IN May, India’s newly elected prime minister, Narendra Modi, pulled off a great photo op when he persuaded the heads of many South Asian states to attend his inauguration in New Delhi.
Many of those leaders came, presumably, because they thought that a more prosperous India would stimulate prosperity across South Asia. Last week, though, they would not have been amused to hear that a certain set of books will be sent to the schoolchildren of Gujarat, the western state where Modi previously served as chief minister — books that describe an “undivided India” that encompasses the nation-states of Pakistan, Afghanistan, Tibet, Nepal, Bhutan, Myanmar, Bangladesh and Sri Lanka.
The controversial books — written by the 85-year-old former teacher and veteran culture warrior Dinanath Batra — are now recommended reading in more than 40,000 schools, part of the state curriculum’s “supplementary literature”. They present an extremely contentious view of Indian history rooted in the ideology of Hindutva, the Hindu nationalist political movement — and sometimes propagate pure fantasy.

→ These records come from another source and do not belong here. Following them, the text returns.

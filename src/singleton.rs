//! At-most-one-call semantics on top of a [`CallStore`].
//!
//! "Singleton" refers to the call, not the store: a `SingletonCallStore` is
//! an ordinary owned value, it just guarantees that repeated invocations
//! before settlement fold into one live call sharing one deferred result.
//! The typical use is a modal that can only be shown once at a time.

use crate::call::{Call, CallPromise};
use crate::events::{CallEvent, EventKind, ListenerId};
use crate::store::{CallOptions, CallStore, CallStoreOptions};

/// Wraps a [`CallStore`] so at most one call is live at a time.
///
/// While a call is pending, further `call` invocations replace its payload
/// and return the same shared promise; the most recent payload wins. Once
/// the call settles (and its unmounting delay elapses), `current` is `None`
/// and the next `call` starts a fresh cycle with a new promise.
pub struct SingletonCallStore<P, D, R> {
    store: CallStore<P, D, R>,
}

impl<P, D, R> SingletonCallStore<P, D, R>
where
    P: Clone + Send + 'static,
    D: Clone + Send + Sync + 'static,
    R: Clone + Send + Sync + 'static,
{
    pub fn new() -> Self {
        Self {
            store: CallStore::new(),
        }
    }

    pub fn with_options(options: CallStoreOptions) -> Self {
        Self {
            store: CallStore::with_options(options),
        }
    }

    /// The live call, or `None` if there is none.
    pub fn current(&self) -> Option<Call<P, D, R>> {
        self.store.stack().pop()
    }

    /// See [`call_with`](SingletonCallStore::call_with).
    pub fn call(&self, payload: P) -> CallPromise<D, R> {
        self.call_with(payload, CallOptions::default())
    }

    /// Start a call, or fold into the live one.
    ///
    /// With no live call this delegates to the engine and returns a fresh
    /// promise. Otherwise the invocation becomes a payload update and the
    /// existing promise is returned, so every concurrent caller awaits the
    /// same settlement. `options` only take effect when a call is actually
    /// created.
    pub fn call_with(&self, payload: P, options: CallOptions) -> CallPromise<D, R> {
        if let Some(current) = self.current() {
            let _ = self.store.update(current.handle(), payload);
            return current.promise;
        }

        self.store.call_with(payload, options)
    }

    /// Replace the live call's payload. `None` if there is no live call.
    pub fn update(&self, payload: P) -> Option<CallPromise<D, R>> {
        let current = self.current()?;
        self.store.update(current.handle(), payload)
    }

    /// Resolve the live call. No-op if there is none.
    pub fn resolve(&self, data: D) {
        if let Some(current) = self.current() {
            self.store.resolve(current.handle(), data);
        }
    }

    /// Reject the live call. No-op if there is none.
    pub fn reject(&self, reason: R) {
        if let Some(current) = self.current() {
            self.store.reject(current.handle(), reason);
        }
    }

    // Listener registration passes straight through to the inner store.

    pub fn add_listener(
        &self,
        kind: EventKind,
        listener: impl Fn(&CallEvent<P, D, R>) + Send + Sync + 'static,
    ) -> ListenerId {
        self.store.add_listener(kind, listener)
    }

    pub fn remove_listener(&self, kind: EventKind, id: ListenerId) {
        self.store.remove_listener(kind, id);
    }

    pub fn remove_listeners(&self, kind: EventKind) {
        self.store.remove_listeners(kind);
    }
}

impl<P, D, R> Default for SingletonCallStore<P, D, R>
where
    P: Clone + Send + 'static,
    D: Clone + Send + Sync + 'static,
    R: Clone + Send + Sync + 'static,
{
    fn default() -> Self {
        Self::new()
    }
}

#[cfg(test)]
mod tests {
    use super::*;
    use crate::error::CallError;
    use std::sync::{Arc, Mutex};
    use std::time::Duration;

    type TestStore = SingletonCallStore<String, String, String>;

    #[test]
    fn test_new_store_has_no_current_call() {
        let store = TestStore::new();
        assert!(store.current().is_none());
    }

    #[test]
    fn test_first_call_becomes_current() {
        let store = TestStore::new();
        let promise = store.call("first".to_string());

        let current = store.current().expect("call is live");
        assert_eq!(current.handle(), promise.handle());
        assert_eq!(current.payload, "first");
        assert!(current.pending);
    }

    #[test]
    fn test_repeat_calls_share_one_promise_and_keep_newest_payload() {
        let store = TestStore::new();
        let first = store.call("first".to_string());
        let second = store.call("second".to_string());
        let third = store.call("third".to_string());

        assert_eq!(first.handle(), second.handle());
        assert_eq!(second.handle(), third.handle());

        let current = store.current().expect("call is live");
        assert_eq!(current.handle(), first.handle());
        assert_eq!(current.payload, "third");
    }

    #[test]
    fn test_repeat_call_dispatches_update_not_add() {
        let store = TestStore::new();
        let seen = Arc::new(Mutex::new(Vec::new()));
        for kind in [EventKind::Add, EventKind::Update] {
            let seen = seen.clone();
            store.add_listener(kind, move |event| {
                seen.lock().unwrap().push(event.kind);
            });
        }

        store.call("first".to_string());
        store.call("second".to_string());

        assert_eq!(
            *seen.lock().unwrap(),
            vec![EventKind::Add, EventKind::Update]
        );
    }

    #[test]
    fn test_update_replaces_current_payload() {
        let store = TestStore::new();
        let promise = store.call("initial".to_string());

        let returned = store.update("updated".to_string());

        assert_eq!(returned.map(|p| p.handle()), Some(promise.handle()));
        assert_eq!(store.current().expect("call is live").payload, "updated");
    }

    #[test]
    fn test_update_without_current_call_is_noop() {
        let store = TestStore::new();

        assert!(store.update("payload".to_string()).is_none());
        assert!(store.current().is_none());
    }

    #[tokio::test]
    async fn test_resolve_settles_and_clears_current() {
        let store = TestStore::new();
        let promise = store.call("payload".to_string());

        store.resolve("data".to_string());

        assert_eq!(promise.await, Ok("data".to_string()));
        assert!(store.current().is_none());
    }

    #[tokio::test]
    async fn test_reject_settles_and_clears_current() {
        let store = TestStore::new();
        let promise = store.call("payload".to_string());

        store.reject("reason".to_string());

        assert_eq!(promise.await, Err(CallError::Rejected("reason".to_string())));
        assert!(store.current().is_none());
    }

    #[test]
    fn test_settling_without_current_call_is_noop() {
        let store = TestStore::new();
        store.resolve("data".to_string());
        store.reject("reason".to_string());
        assert!(store.current().is_none());
    }

    #[tokio::test]
    async fn test_next_cycle_gets_a_fresh_promise() {
        let store = TestStore::new();
        let first = store.call("first".to_string());
        store.resolve("data".to_string());
        assert_eq!(first.handle().id(), 0);

        let second = store.call("second".to_string());

        assert_ne!(first.handle(), second.handle());
        assert_eq!(store.current().expect("call is live").payload, "second");
    }

    #[tokio::test]
    async fn test_all_shared_promises_observe_the_settlement() {
        let store = TestStore::new();
        let first = store.call("first".to_string());
        let second = store.call("second".to_string());

        store.resolve("data".to_string());

        assert_eq!(first.await, Ok("data".to_string()));
        assert_eq!(second.await, Ok("data".to_string()));
    }

    #[tokio::test(start_paused = true)]
    async fn test_current_clears_only_after_unmounting_delay() {
        let store = TestStore::with_options(CallStoreOptions {
            unmounting_delay: Duration::from_millis(50),
        });
        store.call("payload".to_string());
        store.resolve("data".to_string());

        let lingering = store.current().expect("still in its delay window");
        assert!(!lingering.pending);

        tokio::time::sleep(Duration::from_millis(60)).await;

        assert!(store.current().is_none());
    }
}
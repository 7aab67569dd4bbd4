//! The call engine: an ordered collection of in-flight calls.
//!
//! [`CallStore`] owns the authoritative state for every outstanding call:
//! the insertion-ordered stack, the settler for each call's deferred result,
//! and the deletion timers that implement the unmounting delay. Application
//! code creates calls and awaits their promises; UI code reads the stack and
//! settles calls; reactive adapters subscribe to the lifecycle events.
//!
//! Every operation runs to completion synchronously. State is mutated under
//! an internal lock, and events are dispatched after the lock is released,
//! so listeners may freely read the stack or call back into the store. The
//! only asynchronous edge is the unmounting-delay timer, which performs one
//! isolated deletion step when it fires.

use std::collections::HashMap;
use std::sync::{Arc, Mutex, Weak};
use std::time::Duration;

use serde::{Deserialize, Serialize};
use tokio::sync::oneshot;
use tokio::task::JoinHandle;

use crate::call::{Call, CallHandle, CallPromise};
use crate::events::{CallEvent, EventKind, EventNotifier, Listener, ListenerId};

/// Store-wide configuration.
#[derive(Debug, Clone, Copy, Default, PartialEq, Eq, Serialize, Deserialize)]
pub struct CallStoreOptions {
    /// Grace period a settled call stays in the stack before deletion, so
    /// exit transitions can run against it. Zero means immediate removal.
    #[serde(default)]
    pub unmounting_delay: Duration,
}

/// Per-call overrides for [`CallStore::call_with`].
#[derive(Debug, Clone, Copy, Default, PartialEq, Eq, Serialize, Deserialize)]
pub struct CallOptions {
    /// Overrides the store's `unmounting_delay` for this call only.
    #[serde(default)]
    pub unmounting_delay: Option<Duration>,
}

struct State<P, D, R> {
    stack: Vec<Call<P, D, R>>,
    /// Settle function per outstanding call, consumed on first settlement.
    /// A call that is still in the stack but absent here has already
    /// settled; engine-level resolve/reject against it is a no-op.
    settlers: HashMap<CallHandle, oneshot::Sender<Result<D, R>>>,
    /// Deletion timers for calls inside their unmounting-delay window.
    timers: HashMap<CallHandle, JoinHandle<()>>,
    next_id: u64,
}

struct StoreInner<P, D, R> {
    state: Mutex<State<P, D, R>>,
    notifier: EventNotifier<P, D, R>,
    default_delay: Duration,
}

impl<P, D, R> StoreInner<P, D, R> {
    /// Terminal deletion step: cancel any pending timer, splice the call out
    /// of the stack, and announce `settled` with the pre-deletion snapshot.
    fn delete(&self, handle: CallHandle) {
        let removed = {
            let mut state = self.state.lock().unwrap();
            if let Some(timer) = state.timers.remove(&handle) {
                timer.abort();
            }
            let Some(position) = state.stack.iter().position(|c| c.handle() == handle) else {
                return;
            };
            state.stack.remove(position)
        };

        log::trace!("[CallStore] deleted {handle}");
        self.notifier.dispatch(&CallEvent {
            kind: EventKind::Settled,
            call: removed,
        });
    }
}

impl<P, D, R> Drop for StoreInner<P, D, R> {
    fn drop(&mut self) {
        // Outstanding timer tasks only hold a weak reference back here, but
        // there is no point letting them sleep out their delay.
        if let Ok(mut state) = self.state.lock() {
            for (_, timer) in state.timers.drain() {
                timer.abort();
            }
        }
    }
}

/// Ordered collection of in-flight calls awaiting a UI decision.
///
/// Cloning a `CallStore` produces another handle to the same store, so the
/// application side (creating and awaiting calls) and the UI side (reading
/// and settling them) can each hold one.
///
/// ```
/// # tokio_test::block_on(async {
/// use ui_call::CallStore;
///
/// let store: CallStore<&str, bool, ()> = CallStore::new();
/// let promise = store.call("confirm-delete");
///
/// // UI side: render the stack, then settle the call.
/// let call = &store.stack()[0];
/// store.resolve(call.handle(), true);
///
/// assert_eq!(promise.await, Ok(true));
/// # });
/// ```
pub struct CallStore<P, D, R> {
    inner: Arc<StoreInner<P, D, R>>,
}

impl<P, D, R> Clone for CallStore<P, D, R> {
    fn clone(&self) -> Self {
        Self {
            inner: Arc::clone(&self.inner),
        }
    }
}

impl<P, D, R> CallStore<P, D, R>
where
    P: Clone + Send + 'static,
    D: Clone + Send + Sync + 'static,
    R: Clone + Send + Sync + 'static,
{
    /// A store with immediate deletion of settled calls.
    pub fn new() -> Self {
        Self::with_options(CallStoreOptions::default())
    }

    pub fn with_options(options: CallStoreOptions) -> Self {
        Self {
            inner: Arc::new(StoreInner {
                state: Mutex::new(State {
                    stack: Vec::new(),
                    settlers: HashMap::new(),
                    timers: HashMap::new(),
                    next_id: 0,
                }),
                notifier: EventNotifier::new(),
                default_delay: options.unmounting_delay,
            }),
        }
    }

    // -----------------------------------------------------------------------
    // Reads
    // -----------------------------------------------------------------------

    /// Snapshot of the current stack, in insertion order.
    pub fn stack(&self) -> Vec<Call<P, D, R>> {
        self.inner.state.lock().unwrap().stack.clone()
    }

    pub fn len(&self) -> usize {
        self.inner.state.lock().unwrap().stack.len()
    }

    pub fn is_empty(&self) -> bool {
        self.inner.state.lock().unwrap().stack.is_empty()
    }

    // -----------------------------------------------------------------------
    // Lifecycle
    // -----------------------------------------------------------------------

    /// Create a call with the store's default options. See [`call_with`].
    ///
    /// [`call_with`]: CallStore::call_with
    pub fn call(&self, payload: P) -> CallPromise<D, R> {
        self.call_with(payload, CallOptions::default())
    }

    /// Create a call: assign a fresh id, append it to the stack, dispatch
    /// `add`, and return the deferred result for the caller to await.
    pub fn call_with(&self, payload: P, options: CallOptions) -> CallPromise<D, R> {
        let delay = options.unmounting_delay.unwrap_or(self.inner.default_delay);
        let (tx, rx) = oneshot::channel();

        let added = {
            let mut state = self.inner.state.lock().unwrap();
            let id = state.next_id;
            state.next_id += 1;

            let handle = CallHandle::new(id);
            let call = Call {
                id,
                payload,
                promise: CallPromise::new(handle, rx),
                pending: true,
                unmounting_delay: delay,
            };
            state.settlers.insert(handle, tx);
            state.stack.push(call.clone());
            call
        };

        log::trace!("[CallStore] added {}", added.handle());
        let promise = added.promise.clone();
        self.inner.notifier.dispatch(&CallEvent {
            kind: EventKind::Add,
            call: added,
        });
        promise
    }

    /// Replace the payload of the call addressed by `handle`.
    ///
    /// The stack slot is replaced with a new record (same id, same promise),
    /// `update` is dispatched, and the unchanged promise is returned. An
    /// unknown handle returns `None` without touching the stack or
    /// dispatching anything.
    pub fn update(&self, handle: CallHandle, payload: P) -> Option<CallPromise<D, R>> {
        let updated = {
            let mut state = self.inner.state.lock().unwrap();
            let slot = state.stack.iter_mut().find(|c| c.handle() == handle)?;
            let mut next = slot.clone();
            next.payload = payload;
            *slot = next.clone();
            next
        };

        let promise = updated.promise.clone();
        self.inner.notifier.dispatch(&CallEvent {
            kind: EventKind::Update,
            call: updated,
        });
        Some(promise)
    }

    /// Settle the call addressed by `handle` with a success value.
    ///
    /// No-op for unknown handles and for calls that already settled (a call
    /// waiting out its unmounting delay is still in the stack, but its
    /// settler is spent).
    pub fn resolve(&self, handle: CallHandle, data: D) {
        self.settle(handle, Ok(data));
    }

    /// Settle the call addressed by `handle` with a failure reason.
    ///
    /// Same no-op rules as [`resolve`](CallStore::resolve). There is no
    /// separate cancellation API: cancelling a pending call is a reject with
    /// an application-chosen reason.
    pub fn reject(&self, handle: CallHandle, reason: R) {
        self.settle(handle, Err(reason));
    }

    fn settle(&self, handle: CallHandle, outcome: Result<D, R>) {
        let kind = if outcome.is_ok() {
            EventKind::Resolve
        } else {
            EventKind::Reject
        };

        let settled = {
            let mut state = self.inner.state.lock().unwrap();
            // Taking the settler out is the settle-once guard.
            let Some(tx) = state.settlers.remove(&handle) else {
                return;
            };
            let Some(position) = state.stack.iter().position(|c| c.handle() == handle) else {
                return;
            };

            // The caller may have dropped the promise already; the visible
            // lifecycle still runs for the benefit of the UI.
            let _ = tx.send(outcome);

            let mut next = state.stack[position].clone();
            next.pending = false;
            state.stack[position] = next.clone();
            next
        };

        log::trace!("[CallStore] settled {handle} ({kind})");
        let delay = settled.unmounting_delay;
        self.inner.notifier.dispatch(&CallEvent {
            kind,
            call: settled,
        });

        if delay.is_zero() {
            self.inner.delete(handle);
        } else {
            self.schedule_delete(handle, delay);
        }
    }

    /// Arrange for `handle` to be deleted after `delay`.
    ///
    /// Falls back to immediate deletion when no Tokio runtime is available:
    /// the engine's no-panic contract outranks the grace period.
    fn schedule_delete(&self, handle: CallHandle, delay: Duration) {
        let Ok(runtime) = tokio::runtime::Handle::try_current() else {
            log::warn!(
                "[CallStore] no async runtime for the unmounting delay; deleting {handle} now"
            );
            self.inner.delete(handle);
            return;
        };

        let weak: Weak<StoreInner<P, D, R>> = Arc::downgrade(&self.inner);
        let timer = runtime.spawn(async move {
            tokio::time::sleep(delay).await;
            if let Some(inner) = weak.upgrade() {
                inner.delete(handle);
            }
        });

        let mut state = self.inner.state.lock().unwrap();
        state.timers.insert(handle, timer);
    }

    // -----------------------------------------------------------------------
    // Listener pass-throughs
    // -----------------------------------------------------------------------

    pub fn add_listener(
        &self,
        kind: EventKind,
        listener: impl Fn(&CallEvent<P, D, R>) + Send + Sync + 'static,
    ) -> ListenerId {
        self.inner.notifier.add_listener(kind, listener)
    }

    pub fn add_shared_listener(&self, kind: EventKind, listener: Listener<P, D, R>) -> ListenerId {
        self.inner.notifier.add_shared_listener(kind, listener)
    }

    pub fn remove_listener(&self, kind: EventKind, id: ListenerId) {
        self.inner.notifier.remove_listener(kind, id);
    }

    pub fn remove_listeners(&self, kind: EventKind) {
        self.inner.notifier.remove_listeners(kind);
    }
}

impl<P, D, R> Default for CallStore<P, D, R>
where
    P: Clone + Send + 'static,
    D: Clone + Send + Sync + 'static,
    R: Clone + Send + Sync + 'static,
{
    fn default() -> Self {
        Self::new()
    }
}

Further, they feature an approving foreword by Modi (“It is hoped that this inspirational literature will inspire teachers and students”). Their widespread circulation signifies the return of the “history wars” at the levels of both historiography and pedagogy.
More worrying, they also point to a strain of dishonesty and bad faith that was, in truth, always latent in Modi’s grand “India First” project. He promised to deliver growth to the Indian economy, not to Indian cartographers (anybody see a resemblance to another thundering nationalist’s idea of a “Greater Russia”?). When asked about his views on the many minorities of the world’s most pluralistic nation-state, he has argued that such questions are themselves sectarian and that his policies would not discriminate between citizens of any caste or creed.
But if Modi’s rubber-stamping of Batra’s vision of Indian history means anything, it’s that the India he is thinking of is apparently a very different one from the society and polity that just elected him. By making the children of his own state early initiates into the perfervid intellectual world of Hindu nationalism, one might almost say that Modi (who has always enjoyed a reputation for being far-sighted) is already thinking about what kind of adult voter might return him to power for a third term in 2024.
Those who think this an overreaction might argue that the Gujarat textbook case is just the latest episode in a very long battle, and one in which it can’t be said that the secular or liberal side is “right”. After all, the history wars were inevitable given the Indian republic’s revolutionary vision, nailed down into a constitution between 1947 and 1950, of a new political order stressing democracy, equality and secularism. That new orientation of a civilisation with multiple pasts, and the need to build a history consistent with the demands of citizenship, generated many difficult questions about how history was to be written: for adults as for children, with a view to the future as much as to the past.
Inevitably, the government of the day has always influenced these debates, resulting, with the rise of right-wing politics starting in the 1980s, in the gradual emergence of a school of “saffron history” — a nationalist history — to combat what was thought to be the ideological biases of a prior “secular” or “left-wing” history. (As an introduction to the contours of the debate, one might read Amartya Sen’s History and the Enterprise of Knowledge, Romila Thapar’s In Defence of History and William Dalrymple’s India: The War Over History, and compare their visions with that of journalist M.V. Kamath when he argues that “Hindutva is not a word, but a history.”)
By now it should be quite clear what my own leanings are. But I’m quite happy to consider this particular Hindu nationalist claim: that the view of India’s history that emphasises religious synthesis and tolerance may itself be a deeply ideological or romantic view, or that Hinduism is, more than any other force (trade, kingship, war, colonialism, agriculture), the engine of Indian history.
However, I see that because I am an adult. And, regrettably, an adult — and indeed Hindu — who thinks smuggling saffron history into schoolrooms where they are received as truth rather than debated and exposed to criticism reveals a terrible insecurity about the past. Arguing that these stories inculcate “Indian values” in children, as Batra does, is especially dishonest, because it suggests not only that these Indian values are transparent and unanimous, but also that they override the constitutional values of the Indian state. Why not leave the responsibility for instilling so-called Indian values to the (ethnically, linguistically and culturally diverse) Indian family, so that children may learn the complementary values (and sometimes conflicting demands) of culture and citizenship?
One could hardly expect Batra to even acknowledge this counterargument, as befits one who thinks ancient Indian epic heroes were flying around in airplanes. What’s more, it’s his second literary triumph of the year, having succeeded in February in having the scholar Wendy Doniger’s book The Hindus: An Alternative History pulped by her own publisher. He is now a household name all over India, if not undivided India.